**AIM OF THE TASK**
Extract, without alteration, each line from the start of the listing to the line bearing "fn default_socket_path() ->".

┄┄┄┄┄┄

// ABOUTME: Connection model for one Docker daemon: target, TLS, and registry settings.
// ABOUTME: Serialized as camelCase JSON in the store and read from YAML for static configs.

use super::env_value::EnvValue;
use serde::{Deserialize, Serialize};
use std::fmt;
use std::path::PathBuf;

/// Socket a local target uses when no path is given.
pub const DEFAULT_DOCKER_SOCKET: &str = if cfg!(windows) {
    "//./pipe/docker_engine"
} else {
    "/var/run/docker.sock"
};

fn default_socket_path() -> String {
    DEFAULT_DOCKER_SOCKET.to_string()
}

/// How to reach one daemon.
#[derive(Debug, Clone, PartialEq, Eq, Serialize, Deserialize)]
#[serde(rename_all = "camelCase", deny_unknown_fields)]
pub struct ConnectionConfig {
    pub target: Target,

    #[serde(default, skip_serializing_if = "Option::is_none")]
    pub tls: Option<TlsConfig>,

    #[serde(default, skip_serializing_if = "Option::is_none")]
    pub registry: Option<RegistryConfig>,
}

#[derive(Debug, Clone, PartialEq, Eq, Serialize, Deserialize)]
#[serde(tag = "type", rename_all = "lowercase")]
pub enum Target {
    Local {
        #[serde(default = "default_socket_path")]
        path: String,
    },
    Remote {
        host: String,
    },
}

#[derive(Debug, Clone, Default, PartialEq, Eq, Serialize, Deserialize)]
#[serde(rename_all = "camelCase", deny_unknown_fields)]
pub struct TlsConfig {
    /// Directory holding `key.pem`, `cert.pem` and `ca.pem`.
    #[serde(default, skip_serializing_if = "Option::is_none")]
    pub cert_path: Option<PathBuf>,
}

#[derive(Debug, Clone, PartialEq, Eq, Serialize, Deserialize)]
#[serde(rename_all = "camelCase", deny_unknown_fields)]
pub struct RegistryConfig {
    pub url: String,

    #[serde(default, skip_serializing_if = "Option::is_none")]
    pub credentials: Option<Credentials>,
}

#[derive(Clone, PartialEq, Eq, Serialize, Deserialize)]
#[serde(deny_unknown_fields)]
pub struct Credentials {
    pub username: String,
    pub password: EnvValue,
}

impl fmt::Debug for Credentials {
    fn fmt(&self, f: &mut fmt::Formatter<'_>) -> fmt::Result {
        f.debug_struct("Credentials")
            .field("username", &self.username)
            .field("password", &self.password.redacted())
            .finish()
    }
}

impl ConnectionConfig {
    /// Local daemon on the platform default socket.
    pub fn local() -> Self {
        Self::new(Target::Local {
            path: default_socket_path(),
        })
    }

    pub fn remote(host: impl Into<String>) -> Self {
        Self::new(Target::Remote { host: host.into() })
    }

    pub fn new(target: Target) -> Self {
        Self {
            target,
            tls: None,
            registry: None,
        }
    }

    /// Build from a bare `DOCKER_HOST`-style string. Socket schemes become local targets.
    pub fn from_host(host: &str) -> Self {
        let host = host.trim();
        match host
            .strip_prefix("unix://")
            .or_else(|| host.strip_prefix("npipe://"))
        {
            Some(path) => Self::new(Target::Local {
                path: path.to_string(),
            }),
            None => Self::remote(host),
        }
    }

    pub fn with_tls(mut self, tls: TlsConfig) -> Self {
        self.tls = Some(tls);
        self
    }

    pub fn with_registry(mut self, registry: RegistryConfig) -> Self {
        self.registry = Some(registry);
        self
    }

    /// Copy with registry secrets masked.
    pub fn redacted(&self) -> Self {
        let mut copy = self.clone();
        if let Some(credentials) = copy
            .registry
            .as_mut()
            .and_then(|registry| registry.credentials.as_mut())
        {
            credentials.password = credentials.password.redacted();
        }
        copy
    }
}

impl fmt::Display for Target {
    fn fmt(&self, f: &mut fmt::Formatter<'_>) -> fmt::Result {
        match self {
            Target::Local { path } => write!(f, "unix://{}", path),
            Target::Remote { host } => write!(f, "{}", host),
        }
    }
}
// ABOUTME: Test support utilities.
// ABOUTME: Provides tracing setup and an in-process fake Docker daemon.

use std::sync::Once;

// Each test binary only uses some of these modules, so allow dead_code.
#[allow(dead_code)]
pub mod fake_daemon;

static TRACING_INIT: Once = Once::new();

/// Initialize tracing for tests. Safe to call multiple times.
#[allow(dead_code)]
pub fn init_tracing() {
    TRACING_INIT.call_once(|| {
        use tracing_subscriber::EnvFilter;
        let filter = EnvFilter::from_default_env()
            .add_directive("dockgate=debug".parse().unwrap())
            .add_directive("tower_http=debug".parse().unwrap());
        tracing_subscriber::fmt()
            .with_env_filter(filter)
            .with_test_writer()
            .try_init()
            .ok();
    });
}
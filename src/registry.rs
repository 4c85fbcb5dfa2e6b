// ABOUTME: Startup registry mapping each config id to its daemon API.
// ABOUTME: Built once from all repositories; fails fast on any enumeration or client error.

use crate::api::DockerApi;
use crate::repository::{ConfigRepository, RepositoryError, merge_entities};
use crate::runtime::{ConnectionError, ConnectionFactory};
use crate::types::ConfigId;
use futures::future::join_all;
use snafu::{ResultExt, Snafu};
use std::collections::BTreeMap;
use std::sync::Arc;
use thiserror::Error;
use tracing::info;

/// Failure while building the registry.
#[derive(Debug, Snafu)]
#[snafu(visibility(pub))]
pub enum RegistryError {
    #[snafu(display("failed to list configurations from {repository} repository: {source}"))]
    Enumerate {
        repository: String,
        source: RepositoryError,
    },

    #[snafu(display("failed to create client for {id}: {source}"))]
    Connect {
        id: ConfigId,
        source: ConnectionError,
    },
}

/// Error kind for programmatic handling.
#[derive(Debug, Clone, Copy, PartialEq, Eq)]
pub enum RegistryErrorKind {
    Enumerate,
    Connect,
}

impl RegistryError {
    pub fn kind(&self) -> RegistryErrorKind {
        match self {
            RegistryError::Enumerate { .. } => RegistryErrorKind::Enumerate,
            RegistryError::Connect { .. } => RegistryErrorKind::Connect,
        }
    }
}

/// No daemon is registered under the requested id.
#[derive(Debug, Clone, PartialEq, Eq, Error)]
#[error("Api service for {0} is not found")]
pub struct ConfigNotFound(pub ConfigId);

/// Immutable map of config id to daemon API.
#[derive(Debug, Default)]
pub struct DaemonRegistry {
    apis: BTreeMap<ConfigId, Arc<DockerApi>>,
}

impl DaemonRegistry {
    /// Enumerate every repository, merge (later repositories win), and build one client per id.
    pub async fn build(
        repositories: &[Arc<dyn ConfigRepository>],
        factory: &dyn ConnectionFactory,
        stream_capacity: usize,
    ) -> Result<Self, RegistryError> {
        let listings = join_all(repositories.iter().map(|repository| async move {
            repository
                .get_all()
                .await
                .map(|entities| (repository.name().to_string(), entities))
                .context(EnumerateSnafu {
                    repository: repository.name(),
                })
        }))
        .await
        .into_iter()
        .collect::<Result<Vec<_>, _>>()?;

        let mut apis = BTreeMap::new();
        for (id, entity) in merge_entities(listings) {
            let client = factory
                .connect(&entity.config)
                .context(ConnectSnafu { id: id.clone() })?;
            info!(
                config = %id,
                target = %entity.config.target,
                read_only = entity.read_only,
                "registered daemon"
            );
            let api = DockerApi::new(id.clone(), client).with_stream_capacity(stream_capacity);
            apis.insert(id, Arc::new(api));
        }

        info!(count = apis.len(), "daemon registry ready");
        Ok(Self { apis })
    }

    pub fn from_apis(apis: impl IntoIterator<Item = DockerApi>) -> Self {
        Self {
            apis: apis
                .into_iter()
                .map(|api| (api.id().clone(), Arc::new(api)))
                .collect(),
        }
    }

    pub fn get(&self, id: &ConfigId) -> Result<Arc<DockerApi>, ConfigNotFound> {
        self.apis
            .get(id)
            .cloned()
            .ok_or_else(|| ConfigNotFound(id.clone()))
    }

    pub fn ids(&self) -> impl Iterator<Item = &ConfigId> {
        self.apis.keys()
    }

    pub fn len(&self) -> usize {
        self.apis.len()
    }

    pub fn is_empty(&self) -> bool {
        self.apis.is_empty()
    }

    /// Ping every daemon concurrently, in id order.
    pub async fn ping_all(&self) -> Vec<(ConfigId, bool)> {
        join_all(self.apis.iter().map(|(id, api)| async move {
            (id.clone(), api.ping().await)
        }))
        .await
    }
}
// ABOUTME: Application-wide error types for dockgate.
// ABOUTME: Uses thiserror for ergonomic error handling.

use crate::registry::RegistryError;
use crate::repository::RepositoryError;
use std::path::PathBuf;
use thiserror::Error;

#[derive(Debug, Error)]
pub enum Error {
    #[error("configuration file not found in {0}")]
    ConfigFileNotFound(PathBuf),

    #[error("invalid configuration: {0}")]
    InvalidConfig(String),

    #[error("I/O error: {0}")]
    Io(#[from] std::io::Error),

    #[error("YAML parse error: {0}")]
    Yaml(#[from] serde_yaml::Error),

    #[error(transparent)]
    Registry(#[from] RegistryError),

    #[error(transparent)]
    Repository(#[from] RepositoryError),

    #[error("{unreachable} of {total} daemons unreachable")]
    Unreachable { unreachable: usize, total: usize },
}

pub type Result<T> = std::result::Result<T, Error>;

┄┄┄┄┄┄

**RESULT FOR THIS EXERCISE**
// ABOUTME: Connection model for one Docker daemon: target, TLS, and registry settings.
// ABOUTME: Serialized as camelCase JSON in the store and read from YAML for static configs.

use super::env_value::EnvValue;
use serde::{Deserialize, Serialize};
use std::fmt;
use std::path::PathBuf;

/// Socket a local target uses when no path is given.
pub const DEFAULT_DOCKER_SOCKET: &str = if cfg!(windows) {
    "//./pipe/docker_engine"
} else {
    "/var/run/docker.sock"
};

fn default_socket_path() -> String {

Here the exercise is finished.